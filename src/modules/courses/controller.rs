use axum::{
    Json,
    extract::{Path, Query, State},
    http::StatusCode,
};
use mesrs_core::{AppError, Paginated};
use tracing::instrument;
use uuid::Uuid;

use crate::middleware::request::RequestMeta;
use crate::middleware::role::RequireStaff;
use crate::modules::activity::{ActivityAction, ActivityService, Actor, ResourceType};
use crate::modules::auth::controller::ErrorResponse;
use crate::modules::courses::model::{Course, CourseFilterParams, CreateCourseDto, UpdateCourseDto};
use crate::modules::courses::service::CourseService;
use crate::state::AppState;
use crate::validator::ValidatedJson;

#[utoipa::path(
    post,
    path = "/api/courses",
    request_body = CreateCourseDto,
    responses(
        (status = 201, description = "Course created", body = Course),
        (status = 400, description = "Course code already exists or a reference is unknown", body = ErrorResponse),
        (status = 401, description = "Unauthorized", body = ErrorResponse),
        (status = 403, description = "Forbidden", body = ErrorResponse),
        (status = 422, description = "Validation error", body = ErrorResponse)
    ),
    security(("bearer_auth" = [])),
    tag = "Courses"
)]
#[instrument(skip(state, dto))]
pub async fn create_course(
    State(state): State<AppState>,
    RequireStaff(auth_user): RequireStaff,
    meta: RequestMeta,
    ValidatedJson(dto): ValidatedJson<CreateCourseDto>,
) -> Result<(StatusCode, Json<Course>), AppError> {
    let course = CourseService::create_course(&state.db, dto).await?;

    let actor = Actor::from_auth(&auth_user, meta);
    ActivityService::record_change(
        &state,
        &actor,
        ActivityAction::Create,
        ResourceType::Course,
        Some(course.id),
    )
    .await;

    Ok((StatusCode::CREATED, Json(course)))
}

/// List courses of a formation, teacher or academic year
#[utoipa::path(
    get,
    path = "/api/courses",
    params(CourseFilterParams),
    responses(
        (status = 200, description = "Courses", body = Paginated<Course>),
        (status = 401, description = "Unauthorized", body = ErrorResponse)
    ),
    security(("bearer_auth" = [])),
    tag = "Courses"
)]
#[instrument(skip(state))]
pub async fn list_courses(
    State(state): State<AppState>,
    Query(filters): Query<CourseFilterParams>,
) -> Result<Json<Paginated<Course>>, AppError> {
    Ok(Json(CourseService::list_courses(&state.db, filters).await?))
}

#[utoipa::path(
    get,
    path = "/api/courses/{id}",
    params(("id" = Uuid, Path, description = "Course ID")),
    responses(
        (status = 200, description = "Course", body = Course),
        (status = 401, description = "Unauthorized", body = ErrorResponse),
        (status = 404, description = "Course not found", body = ErrorResponse)
    ),
    security(("bearer_auth" = [])),
    tag = "Courses"
)]
#[instrument(skip(state))]
pub async fn get_course(
    State(state): State<AppState>,
    Path(id): Path<Uuid>,
) -> Result<Json<Course>, AppError> {
    Ok(Json(CourseService::get_course(&state.db, id).await?))
}

/// Update a course, including its teacher assignment
#[utoipa::path(
    put,
    path = "/api/courses/{id}",
    params(("id" = Uuid, Path, description = "Course ID")),
    request_body = UpdateCourseDto,
    responses(
        (status = 200, description = "Course updated", body = Course),
        (status = 400, description = "Course code already exists or a reference is unknown", body = ErrorResponse),
        (status = 401, description = "Unauthorized", body = ErrorResponse),
        (status = 403, description = "Forbidden", body = ErrorResponse),
        (status = 404, description = "Course not found", body = ErrorResponse),
        (status = 422, description = "Validation error", body = ErrorResponse)
    ),
    security(("bearer_auth" = [])),
    tag = "Courses"
)]
#[instrument(skip(state, dto))]
pub async fn update_course(
    State(state): State<AppState>,
    RequireStaff(auth_user): RequireStaff,
    meta: RequestMeta,
    Path(id): Path<Uuid>,
    ValidatedJson(dto): ValidatedJson<UpdateCourseDto>,
) -> Result<Json<Course>, AppError> {
    let course = CourseService::update_course(&state.db, id, dto).await?;

    let actor = Actor::from_auth(&auth_user, meta);
    ActivityService::record_change(
        &state,
        &actor,
        ActivityAction::Update,
        ResourceType::Course,
        Some(id),
    )
    .await;

    Ok(Json(course))
}

#[utoipa::path(
    delete,
    path = "/api/courses/{id}",
    params(("id" = Uuid, Path, description = "Course ID")),
    responses(
        (status = 204, description = "Course deleted"),
        (status = 400, description = "Course is still referenced", body = ErrorResponse),
        (status = 401, description = "Unauthorized", body = ErrorResponse),
        (status = 403, description = "Forbidden", body = ErrorResponse),
        (status = 404, description = "Course not found", body = ErrorResponse)
    ),
    security(("bearer_auth" = [])),
    tag = "Courses"
)]
#[instrument(skip(state))]
pub async fn delete_course(
    State(state): State<AppState>,
    RequireStaff(auth_user): RequireStaff,
    meta: RequestMeta,
    Path(id): Path<Uuid>,
) -> Result<StatusCode, AppError> {
    CourseService::delete_course(&state.db, id).await?;

    let actor = Actor::from_auth(&auth_user, meta);
    ActivityService::record_change(
        &state,
        &actor,
        ActivityAction::Delete,
        ResourceType::Course,
        Some(id),
    )
    .await;

    Ok(StatusCode::NO_CONTENT)
}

•••

### About this task
Please copy out every entry word for word.

### Response
filename src/modules/courses/controller.rs
use axum::{
    Json,
    extract::{Path, Query, State},
    http::StatusCode,
};
use mesrs_core::{AppError, Paginated};
use tracing::instrument;
use uuid::Uuid;

use crate::middleware::request::RequestMeta;
use crate::middleware::role::RequireStaff;
use crate::modules::activity::{ActivityAction, ActivityService, Actor, ResourceType};
use crate::modules::auth::controller::ErrorResponse;
use crate::modules::courses::model::{Course, CourseFilterParams, CreateCourseDto, UpdateCourseDto};
use crate::modules::courses::service::CourseService;
use crate::state::AppState;
use crate::validator::ValidatedJson;

#[utoipa::path(
    post,
    path = "/api/courses",
    request_body = CreateCourseDto,
    responses(
        (status = 201, description = "Course created", body = Course),
        (status = 400, description = "Course code already exists or a reference is unknown", body = ErrorResponse),
        (status = 401, description = "Unauthorized", body = ErrorResponse),
        (status = 403, description = "Forbidden", body = ErrorResponse),
        (status = 422, description = "Validation error", body = ErrorResponse)
    ),
    security(("bearer_auth" = [])),
    tag = "Courses"
)]
#[instrument(skip(state, dto))]
pub async fn create_course(
    State(state): State<AppState>,
    RequireStaff(auth_user): RequireStaff,
    meta: RequestMeta,
    ValidatedJson(dto): ValidatedJson<CreateCourseDto>,
) -> Result<(StatusCode, Json<Course>), AppError> {
    let course = CourseService::create_course(&state.db, dto).await?;

    let actor = Actor::from_auth(&auth_user, meta);
    ActivityService::record_change(
        &state,
        &actor,
        ActivityAction::Create,
        ResourceType::Course,
        Some(course.id),
    )
    .await;

    Ok((StatusCode::CREATED, Json(course)))
}

/// List courses of a formation, teacher or academic year
#[utoipa::path(
    get,
    path = "/api/courses",
    params(CourseFilterParams),
    responses(
        (status = 200, description = "Courses", body = Paginated<Course>),
        (status = 401, description = "Unauthorized", body = ErrorResponse)
    ),
    security(("bearer_auth" = [])),
    tag = "Courses"
)]
#[instrument(skip(state))]
pub async fn list_courses(
    State(state): State<AppState>,
    Query(filters): Query<CourseFilterParams>,
) -> Result<Json<Paginated<Course>>, AppError> {
    Ok(Json(CourseService::list_courses(&state.db, filters).await?))
}

#[utoipa::path(
    get,
    path = "/api/courses/{id}",
    params(("id" = Uuid, Path, description = "Course ID")),
    responses(
        (status = 200, description = "Course", body = Course),
        (status = 401, description = "Unauthorized", body = ErrorResponse),
        (status = 404, description = "Course not found", body = ErrorResponse)
    ),
    security(("bearer_auth" = [])),
    tag = "Courses"
)]
#[instrument(skip(state))]
pub async fn get_course(
    State(state): State<AppState>,
    Path(id): Path<Uuid>,
) -> Result<Json<Course>, AppError> {
    Ok(Json(CourseService::get_course(&state.db, id).await?))
}

/// Update a course, including its teacher assignment
#[utoipa::path(
    put,
    path = "/api/courses/{id}",
    params(("id" = Uuid, Path, description = "Course ID")),
    request_body = UpdateCourseDto,
    responses(
        (status = 200, description = "Course updated", body = Course),
        (status = 400, description = "Course code already exists or a reference is unknown", body = ErrorResponse),
        (status = 401, description = "Unauthorized", body = ErrorResponse),
        (status = 403, description = "Forbidden", body = ErrorResponse),
        (status = 404, description = "Course not found", body = ErrorResponse),
        (status = 422, description = "Validation error", body = ErrorResponse)
    ),
    security(("bearer_auth" = [])),
    tag = "Courses"
)]
#[instrument(skip(state, dto))]
pub async fn update_course(
    State(state): State<AppState>,
    RequireStaff(auth_user): RequireStaff,
    meta: RequestMeta,
    Path(id): Path<Uuid>,
    ValidatedJson(dto): ValidatedJson<UpdateCourseDto>,
) -> Result<Json<Course>, AppError> {
    let course = CourseService::update_course(&state.db, id, dto).await?;

    let actor = Actor::from_auth(&auth_user, meta);
    ActivityService::record_change(
        &state,
        &actor,
        ActivityAction::Update,
        ResourceType::Course,
        Some(id),
    )
    .await;

    Ok(Json(course))
}

#[utoipa::path(
    delete,
    path = "/api/courses/{id}",
    params(("id" = Uuid, Path, description = "Course ID")),
    responses(
        (status = 204, description = "Course deleted"),
        (status = 400, description = "Course is still referenced", body = ErrorResponse),
        (status = 401, description = "Unauthorized", body = ErrorResponse),
        (status = 403, description = "Forbidden", body = ErrorResponse),
        (status = 404, description = "Course not found", body = ErrorResponse)
    ),
    security(("bearer_auth" = [])),
    tag = "Courses"
)]
#[instrument(skip(state))]
pub async fn delete_course(
    State(state): State<AppState>,
    RequireStaff(auth_user): RequireStaff,
    meta: RequestMeta,
    Path(id): Path<Uuid>,
) -> Result<StatusCode, AppError> {
    CourseService::delete_course(&state.db, id).await?;

    let actor = Actor::from_auth(&auth_user, meta);
    ActivityService::record_change(
        &state,
        &actor,
        ActivityAction::Delete,
        ResourceType::Course,
        Some(id),
    )
    .await;

    Ok(StatusCode::NO_CONTENT)
}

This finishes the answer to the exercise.